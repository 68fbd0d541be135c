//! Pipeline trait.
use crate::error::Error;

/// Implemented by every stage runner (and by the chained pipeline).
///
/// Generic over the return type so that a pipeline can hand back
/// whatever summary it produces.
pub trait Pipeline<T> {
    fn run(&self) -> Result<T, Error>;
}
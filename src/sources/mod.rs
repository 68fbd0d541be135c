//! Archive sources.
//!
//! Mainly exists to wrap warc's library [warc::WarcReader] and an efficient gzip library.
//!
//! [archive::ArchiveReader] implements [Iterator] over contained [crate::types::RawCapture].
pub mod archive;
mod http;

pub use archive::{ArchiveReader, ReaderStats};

◆ What to produce ◆
Print out the whole of the material above exactly.

◆ Task response ◆
repository 68fbd0d541be135c
//! Pipeline trait.
use crate::error::Error;

/// Implemented by every stage runner (and by the chained pipeline).
///
/// Generic over the return type so that a pipeline can hand back
/// whatever summary it produces.
pub trait Pipeline<T> {
    fn run(&self) -> Result<T, Error>;
}
filename src/sources/mod.rs
repository 68fbd0d541be135c
//! Archive sources.
//!
//! Mainly exists to wrap warc's library [warc::WarcReader] and an efficient gzip library.
//!
//! [archive::ArchiveReader] implements [Iterator] over contained [crate::types::RawCapture].
pub mod archive;
mod http;

pub use archive::{ArchiveReader, ReaderStats};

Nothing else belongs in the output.